Within—no bones, but letters tightly wound
In ribbon, pale as veins. Her hand, her pain,
Unspooled: *Forgive me, son. The night they came*
*With torches clenched like fists, I chose your breath*
*Over my own. He swore no orphan’s name*
*Would haunt his halls… yet here, in this, my death,*
*I carve your lineage. You are Edmond’s heir—*
*The lord who drinks from goblets forged in lies.*
*Seek not his heart; it breathes corruption’s air.*
*Take flight, my Lucian. Let my sacrifice*
*Be your unwritten dawn.* The final word
Dissolved—the script a blur of tears and time.
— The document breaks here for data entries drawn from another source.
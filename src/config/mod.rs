//! Configuration management for mise
//!
//! Loads the TOML configuration file, applies `MISE_SECTION__KEY`
//! environment overrides and validates the result before anything touches
//! the database or the language model.

use crate::error::{MiseError, Result};
use serde::{Deserialize, Serialize};
use std::path::{Path, PathBuf};

mod validator;

pub use validator::ConfigValidator;

/// Main configuration structure
#[derive(Debug, Clone, Serialize, Deserialize)]
pub struct Config {
    #[serde(rename = "_meta")]
    pub meta: MetaConfig,
    #[serde(default)]
    pub storage: StorageConfig,
    #[serde(default)]
    pub embedding: EmbeddingConfig,
    #[serde(default)]
    pub llm: LlmConfig,
    #[serde(default)]
    pub retrieval: RetrievalConfig,
    #[serde(default)]
    pub ranking: RankingConfig,
    #[serde(default)]
    pub session: SessionConfig,
}

/// Metadata about the configuration
#[derive(Debug, Clone, Serialize, Deserialize)]
pub struct MetaConfig {
    pub schema_version: String,
    #[serde(default = "current_timestamp")]
    pub created_at: String,
    #[serde(default = "current_timestamp")]
    pub last_modified: String,
}

fn current_timestamp() -> String {
    chrono::Utc::now().to_rfc3339()
}

/// Recipe database settings
#[derive(Debug, Clone, Serialize, Deserialize)]
pub struct StorageConfig {
    pub database_path: PathBuf,
    /// Only recipes supported by this device revision are returned
    pub device_version: String,
    pub pool_size: u32,
    pub busy_timeout_ms: u64,
}

impl Default for StorageConfig {
    fn default() -> Self {
        Self {
            database_path: PathBuf::from("~/.mise/recipes.sqlite"),
            device_version: "TM6".to_string(),
            pool_size: 4,
            busy_timeout_ms: 5000,
        }
    }
}

/// Embedding configuration
#[derive(Debug, Clone, Serialize, Deserialize)]
pub struct EmbeddingConfig {
    pub model: String,
    pub dimension: usize,
}

impl Default for EmbeddingConfig {
    fn default() -> Self {
        Self {
            model: "bge-base-en-v1.5".to_string(),
            dimension: 768,
        }
    }
}

/// LLM configuration for filter extraction
#[derive(Debug, Clone, Serialize, Deserialize)]
pub struct LlmConfig {
    /// When disabled, filters come from the offline keyword extractor
    pub enabled: bool,
    pub provider: String,
    pub base_url: String,
    pub api_key_env: String,
    pub model: String,
    pub temperature: f32,
    pub timeout_secs: u64,
    pub max_retries: u32,
}

impl Default for LlmConfig {
    fn default() -> Self {
        Self {
            enabled: false,
            provider: "groq".to_string(),
            base_url: "https://api.groq.com/openai".to_string(),
            api_key_env: "GROQ_API_KEY".to_string(),
            model: "llama-3.1-8b-instant".to_string(),
            temperature: 0.0,
            timeout_secs: 10,
            max_retries: 3,
        }
    }
}

/// Hybrid retrieval settings
#[derive(Debug, Clone, Serialize, Deserialize)]
pub struct RetrievalConfig {
    /// Rows kept after the vector stage and handed to the ranker
    pub candidate_pool: usize,
    pub max_retries: u32,
    pub initial_backoff_ms: u64,
}

impl Default for RetrievalConfig {
    fn default() -> Self {
        Self {
            candidate_pool: 100,
            max_retries: 3,
            initial_backoff_ms: 1000,
        }
    }
}

/// Ranking weights and result limits
#[derive(Debug, Clone, Serialize, Deserialize)]
pub struct RankingConfig {
    pub similarity_weight: f64,
    pub rating_weight: f64,
    pub default_limit: usize,
    pub max_limit: usize,
    /// Percentile of rating counts used as the Bayesian confidence threshold
    pub confidence_percentile: f64,
}

impl Default for RankingConfig {
    fn default() -> Self {
        Self {
            similarity_weight: 0.6,
            rating_weight: 0.4,
            default_limit: 2,
            max_limit: 50,
            confidence_percentile: 0.1,
        }
    }
}

/// Conversation memory settings
#[derive(Debug, Clone, Serialize, Deserialize)]
pub struct SessionConfig {
    pub memory_size: usize,
}

impl Default for SessionConfig {
    fn default() -> Self {
        Self { memory_size: 10 }
    }
}

impl Config {
    /// Load configuration from a file
    pub fn load(path: &Path) -> Result<Self> {
        if !path.exists() {
            return Err(MiseError::ConfigNotFound {
                path: path.to_path_buf(),
            });
        }

        let content = std::fs::read_to_string(path).map_err(|e| MiseError::Io {
            source: e,
            context: format!("Failed to read config file: {:?}", path),
        })?;
        let mut config: Config = toml::from_str(&content)?;

        config.apply_env_overrides();

        ConfigValidator::validate(&config)?;

        Ok(config)
    }

    /// Load from `path`, or from defaults when the file does not exist
    pub fn load_or_default(path: &Path) -> Result<Self> {
        if !path.exists() {
            tracing::warn!(
                "Config file not found at {:?}, using defaults. Run 'mise config init' to create one.",
                path
            );
            let mut config = Config::default();
            config.apply_env_overrides();
            ConfigValidator::validate(&config)?;
            return Ok(config);
        }

        Self::load(path)
    }

    /// Save configuration to a file
    pub fn save(&self, path: &Path) -> Result<()> {
        let content = toml::to_string_pretty(self)?;
        std::fs::write(path, content).map_err(|e| MiseError::Io {
            source: e,
            context: format!("Failed to write config file: {:?}", path),
        })?;
        Ok(())
    }

    /// Apply environment variable overrides
    /// Environment variables in format: MISE_SECTION__KEY=value
    pub fn apply_env_overrides(&mut self) {
        for (key, value) in std::env::vars() {
            if let Some(config_key) = key.strip_prefix("MISE_") {
                if let Err(e) = self.set_value_from_env(config_key, &value) {
                    tracing::warn!("Failed to apply env override {}: {}", key, e);
                }
            }
        }
    }

    fn set_value_from_env(&mut self, path: &str, value: &str) -> Result<()> {
        match path {
            "LLM__ENABLED" => self.llm.enabled = parse_value(path, value)?,
            "LLM__PROVIDER" => self.llm.provider = value.to_string(),
            "LLM__BASE_URL" => self.llm.base_url = value.to_string(),
            "LLM__MODEL" => self.llm.model = value.to_string(),
            "LLM__API_KEY_ENV" => self.llm.api_key_env = value.to_string(),
            "EMBEDDING__MODEL" => self.embedding.model = value.to_string(),
            "EMBEDDING__DIMENSION" => self.embedding.dimension = parse_value(path, value)?,
            "STORAGE__DATABASE_PATH" => self.storage.database_path = PathBuf::from(value),
            "STORAGE__DEVICE_VERSION" => self.storage.device_version = value.to_string(),
            "RANKING__DEFAULT_LIMIT" => self.ranking.default_limit = parse_value(path, value)?,
            "RANKING__MAX_LIMIT" => self.ranking.max_limit = parse_value(path, value)?,
            "SESSION__MEMORY_SIZE" => self.session.memory_size = parse_value(path, value)?,
            "RETRIEVAL__MAX_RETRIES" => self.retrieval.max_retries = parse_value(path, value)?,
            _ => {
                tracing::debug!("Unknown env config key: {}", path);
            }
        }
        Ok(())
    }

    /// Database path with a leading `~/` expanded
    pub fn database_path(&self) -> Result<PathBuf> {
        expand_home(&self.storage.database_path)
    }

    /// Get the default configuration file path
    pub fn default_path() -> Result<PathBuf> {
        let config_dir = dirs::config_dir()
            .ok_or_else(|| MiseError::Config("Cannot determine config directory".to_string()))?;

        Ok(config_dir.join("mise").join("config.toml"))
    }
}

fn parse_value<T: std::str::FromStr>(path: &str, value: &str) -> Result<T> {
    value.parse().map_err(|_| MiseError::InvalidConfigValue {
        path: path.to_string(),
        message: format!("Cannot parse '{}'", value),
    })
}

/// Expand a leading `~/` to the user's home directory
pub fn expand_home(path: &Path) -> Result<PathBuf> {
    let path_str = path
        .to_str()
        .ok_or_else(|| MiseError::Config("Invalid path encoding".to_string()))?;

    if let Some(stripped) = path_str.strip_prefix("~/") {
        let home = dirs::home_dir()
            .ok_or_else(|| MiseError::Config("Cannot determine home directory".to_string()))?;
        Ok(home.join(stripped))
    } else {
        Ok(path.to_path_buf())
    }
}

impl Default for Config {
    fn default() -> Self {
        Self {
            meta: MetaConfig {
                schema_version: "1.0.0".to_string(),
                created_at: current_timestamp(),
                last_modified: current_timestamp(),
            },
            storage: StorageConfig::default(),
            embedding: EmbeddingConfig::default(),
            llm: LlmConfig::default(),
            retrieval: RetrievalConfig::default(),
            ranking: RankingConfig::default(),
            session: SessionConfig::default(),
        }
    }
}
Above, a hinge screamed. Lucian stirred,
As boots descended, slow as funeral rhyme.
The lord himself, with eyes of Arctic green,
Stood wreathed in velvet dusk. “So,” he breathed,
“The chapel rat has found the vault unclean.
Did you crave a father’s kiss, boy? Here, unearthed—”
He gestured to the tomb. “Your mother’s art
Was weeping prettily. A shame her throat
Choked on its song.” Lucian, a trembling hart,
Backed to the wall where ivy roots wrote
Their slow, green verdicts. “Mercy,” the boy pled,
Though hope had crumbled like the crypt’s old bricks.
The lord knelt, cupped his chin. “Your parents bled
To feed my peace. Shall I let history fix
Its gaze on you?” A blade, unsheathed, caught
The moon’s thin gaze. But as the steel descended,
Lucian lunged—not at the lord, but brought
His weight against a pillar, fissures rended
The ceiling’s groan. The vault, in one vast sigh,
Collapsed. The lord’s cry perished mid-air.
Stones, like judgement, blotted out the sky,
Burying blood and title, truth and heir.
Dawn found the cathedral’s face still grand, unmoved.
Workmen unearthed two forms entwined in dust:
A man of wealth, his grip a child’s hand proved
Too late to loose. Their names, the parish thrust
Into the ledger’s margins—brief, discreet.
No mourners came. The stones, in patient rows,
Shouldered the weight of secrets none repeat.
Only the wind, through cracks the sunset knows,
Sometimes intones a mother’s ageless prayer—
A boy’s lost laugh, the night’s unspoken toll—
While high above, a rose window’s stare
Splinters the light into one fractured soul.